The Scandal of Opinion Polls
It might seem a strange moment for a LibDem to say this, with our party striding forward in the polls, but as always we should treat them with a pinch of salt. Indeed, let’s remember that some countries ban opinion polls during the last weeks of a campaign, so that they don’t become a deciding factor in themselves.
But the real scandal isn’t that the polls suggest that voters are now seeing through Messrs Brown & Cameron. The real scandal is how the percentages of popular vote transfer into seats. I expect arm-chair psephologists have already gone to the BBC website and used their ‘seat calculator’. And here’s what it predicts on the basis of one of today’s opinion polls, the one which is least favourable to the LibDems.
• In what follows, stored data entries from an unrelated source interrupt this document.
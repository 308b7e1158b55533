//! Nested company and person records carried inside endpoint responses.
//!
//! Every record tolerates missing keys (`#[serde(default)]`) so partial
//! payloads bind without error.

use serde::{Deserialize, Serialize};
use serde_json::Value;

#[derive(Debug, Clone, Default, PartialEq, Serialize, Deserialize)]
#[serde(default)]
pub struct MainLocation {
    pub geo: String,
    pub country: String,
    pub state: String,
    pub city: String,
    pub address: String,
    pub continent: String,
    pub postal_code: String,
}

#[derive(Debug, Clone, Default, PartialEq, Serialize, Deserialize)]
#[serde(default)]
pub struct CompanySocial {
    pub facebook: String,
    pub linkedin: String,
    pub twitter: String,
    pub youtube: String,
    pub instagram: String,
}

#[derive(Debug, Clone, Default, PartialEq, Serialize, Deserialize)]
#[serde(default)]
pub struct CompanyEmployees {
    pub range: String,
    pub count: i64,
}

/// Full company profile returned by the search endpoints.
#[derive(Debug, Clone, Default, PartialEq, Serialize, Deserialize)]
#[serde(default)]
pub struct Company {
    pub name: String,
    pub domain: String,
    pub linkedin_url: String,
    pub industry: String,
    pub overview: String,
    #[serde(rename = "type")]
    pub company_type: String,
    pub size: String,
    pub main_location: MainLocation,
    pub location: String,
    pub description: String,
    pub founded: i64,
    pub revenue: String,
    pub employees: CompanyEmployees,
    pub website: String,
    pub phone: String,
    pub email: String,
    pub social: CompanySocial,
    pub technologies: Vec<String>,
    pub subsidiaries: Vec<String>,
    pub headquarters: String,
    pub country: String,
    pub state: String,
    pub city: String,
    pub zip_code: String,
    pub address: String,
}

/// Condensed company record used by lookalike search and company enrichment.
#[derive(Debug, Clone, Default, PartialEq, Serialize, Deserialize)]
#[serde(default)]
pub struct CompanySummary {
    pub name: String,
    pub website: String,
    pub employee_count: i64,
    pub size: String,
    pub industry: String,
    pub description: String,
    pub linkedin_url: String,
    #[serde(rename = "type")]
    pub company_type: String,
    pub domain: String,
    pub country: String,
    pub state: String,
    pub city: String,
    pub address: String,
    pub founded_year: String,
    pub logo_url: String,
    pub followers_count: i64,
}

#[derive(Debug, Clone, Default, PartialEq, Serialize, Deserialize)]
#[serde(default)]
pub struct Fundraising {
    pub funding_last_round_type: String,
    /// Misspelled upstream; kept as sent.
    pub funding_ammount_currency_code: String,
    pub funding_money_raised: String,
    pub funding_last_round_investors_url: String,
}

#[derive(Debug, Clone, Default, PartialEq, Serialize, Deserialize)]
#[serde(default)]
pub struct CompanyLocation {
    pub country: String,
    pub state: String,
    pub city: String,
    pub postal_code: String,
    pub line1: String,
    pub line2: String,
    pub latitude: String,
    pub longitude: String,
}

// ---------------------------------------------------------------------------
// People
// ---------------------------------------------------------------------------

#[derive(Debug, Clone, Default, PartialEq, Serialize, Deserialize)]
#[serde(default)]
pub struct JobTitleCategory {
    pub category: String,
    pub super_category: String,
}

#[derive(Debug, Clone, Default, PartialEq, Serialize, Deserialize)]
#[serde(default)]
pub struct CurrentJob {
    pub title: String,
    pub role: String,
    pub level: String,
    pub categories: Vec<JobTitleCategory>,
}

#[derive(Debug, Clone, Default, PartialEq, Serialize, Deserialize)]
#[serde(default)]
pub struct Connections {
    pub has_work_email: bool,
    pub has_personal_email: bool,
    pub has_phone: bool,
    pub work_email: String,
    pub personal_email: String,
    pub phone: String,
    pub is_accept_all: bool,
    pub is_accept_email: bool,
}

#[derive(Debug, Clone, Default, PartialEq, Serialize, Deserialize)]
#[serde(default)]
pub struct SchoolLocation {
    pub name: String,
    pub locality: String,
    pub region: String,
    pub country: String,
    pub continent: String,
}

#[derive(Debug, Clone, Default, PartialEq, Serialize, Deserialize)]
#[serde(default)]
pub struct School {
    pub name: String,
    #[serde(rename = "type")]
    pub school_type: String,
    pub id: String,
    pub location: SchoolLocation,
    pub linkedin_url: String,
    pub facebook_url: String,
    pub twitter_url: String,
    pub linkedin_id: String,
    pub website: String,
    pub domain: String,
    pub job_company_id_mongo: String,
    pub university_id_mongo: String,
}

#[derive(Debug, Clone, Default, PartialEq, Serialize, Deserialize)]
#[serde(default)]
pub struct Education {
    pub school: School,
    pub end_date: String,
    pub start_date: String,
    pub gpa: String,
    pub degrees: Vec<String>,
    pub majors: Vec<String>,
    pub minors: Vec<String>,
    pub summary: String,
}

#[derive(Debug, Clone, Default, PartialEq, Serialize, Deserialize)]
#[serde(default)]
pub struct ExperienceCompany {
    pub name: String,
    pub linkedin_url: String,
    pub domain: String,
    pub size: String,
    pub industry: String,
}

#[derive(Debug, Clone, Default, PartialEq, Serialize, Deserialize)]
#[serde(default)]
pub struct ExperienceTitle {
    pub name: String,
    pub role: String,
    pub sub_role: String,
    pub levels: Vec<String>,
}

#[derive(Debug, Clone, Default, PartialEq, Serialize, Deserialize)]
#[serde(default)]
pub struct Experience {
    pub company: ExperienceCompany,
    pub location_names: Vec<String>,
    pub end_date: String,
    pub start_date: String,
    pub title: ExperienceTitle,
    pub is_primary: bool,
    pub summary: String,
}

#[derive(Debug, Clone, Default, PartialEq, Serialize, Deserialize)]
#[serde(default)]
pub struct Certification {
    pub certification: String,
    pub issuer: String,
    pub issue_date: String,
    pub expiration_date: String,
}

#[derive(Debug, Clone, Default, PartialEq, Serialize, Deserialize)]
#[serde(default)]
pub struct PersonLocation {
    pub country: String,
    pub state: String,
    pub city: String,
}

#[derive(Debug, Clone, Default, PartialEq, Serialize, Deserialize)]
#[serde(default)]
pub struct PersonSocial {
    pub linkedin_username: String,
    pub linkedin_connections: i64,
    pub linkedin: String,
    pub twitter: String,
    pub facebook: String,
    pub github: String,
}

/// Full person profile returned by people search.
#[derive(Debug, Clone, Default, PartialEq, Serialize, Deserialize)]
#[serde(default)]
pub struct Person {
    pub first_name: String,
    pub last_name: String,
    pub full_name: String,
    pub logo: String,
    pub overview: String,
    /// Free-form; the service does not send a stable shape here.
    pub experience: Value,
    pub connections: Connections,
    pub interests: Vec<String>,
    pub skills: Vec<String>,
    pub educations: Vec<Education>,
    pub experiences: Vec<Experience>,
    pub certifications: Vec<Certification>,
    pub company: Company,
    pub location: PersonLocation,
    pub current_job: CurrentJob,
    pub social: PersonSocial,
}

/// Person matched by reverse email lookup.
#[derive(Debug, Clone, Default, PartialEq, Serialize, Deserialize)]
#[serde(default)]
pub struct RelPerson {
    pub full_name: String,
    pub first_name: String,
    pub last_name: String,
    pub linkedin_url: String,
    pub summary: String,
    /// Sent as text by this endpoint, unlike the enrichment endpoints.
    pub linkedin_followers: String,
    pub facebook: String,
    pub twitter: String,
    pub avatar: String,
    pub country: String,
    pub state: String,
    pub city: String,
    pub job_title: String,
    pub job_title_categories: Vec<String>,
    pub company_name: String,
    pub company_linkedin: String,
    pub company_website: String,
    pub company_size: String,
    pub company_industry: String,
    pub company_facebook: String,
    pub company_twitter: String,
    pub company_country: String,
    pub company_state: String,
    pub company_city: String,
}

/// Person returned by profile and person enrichment.
#[derive(Debug, Clone, Default, PartialEq, Serialize, Deserialize)]
#[serde(default)]
pub struct EnrichedPerson {
    pub full_name: String,
    pub first_name: String,
    pub last_name: String,
    pub linkedin_url: String,
    pub summary: String,
    pub linkedin_followers: i64,
    pub facebook: String,
    pub twitter: String,
    pub avatar: String,
    pub country: String,
    pub state: String,
    pub city: String,
    pub job_title: String,
    pub job_title_categories: Vec<String>,
    pub company_name: String,
    pub company_linkedin: String,
    pub company_website: String,
    pub company_size: String,
    pub company_industry: String,
    pub company_facebook: String,
    pub company_twitter: String,
    pub company_country: String,
    pub company_state: String,
    pub company_city: String,
    pub email: String,
    pub phone: String,
}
Remember that all present results put the three parties so close to each other that it is ‘within the margin of error’:
Conservative — 33% — 239 seats
Labour — 30% — 291 seats
LibDems — 29% — 91 seats
A single percentage difference between Labour and the LibDems and Labour could have 200 more seats and be the largest party even though they do not win the popular vote. These figures — and the calculations are similar with so many other polls — surely demonstrate once again how bad, how unfit for purpose our electoral system is. The irony is that the party most adamantly opposed to electoral reform is the party with so much to lose through it: the Conservatives might think they have a right to a mandate, but the voting system they support might well decide otherwise.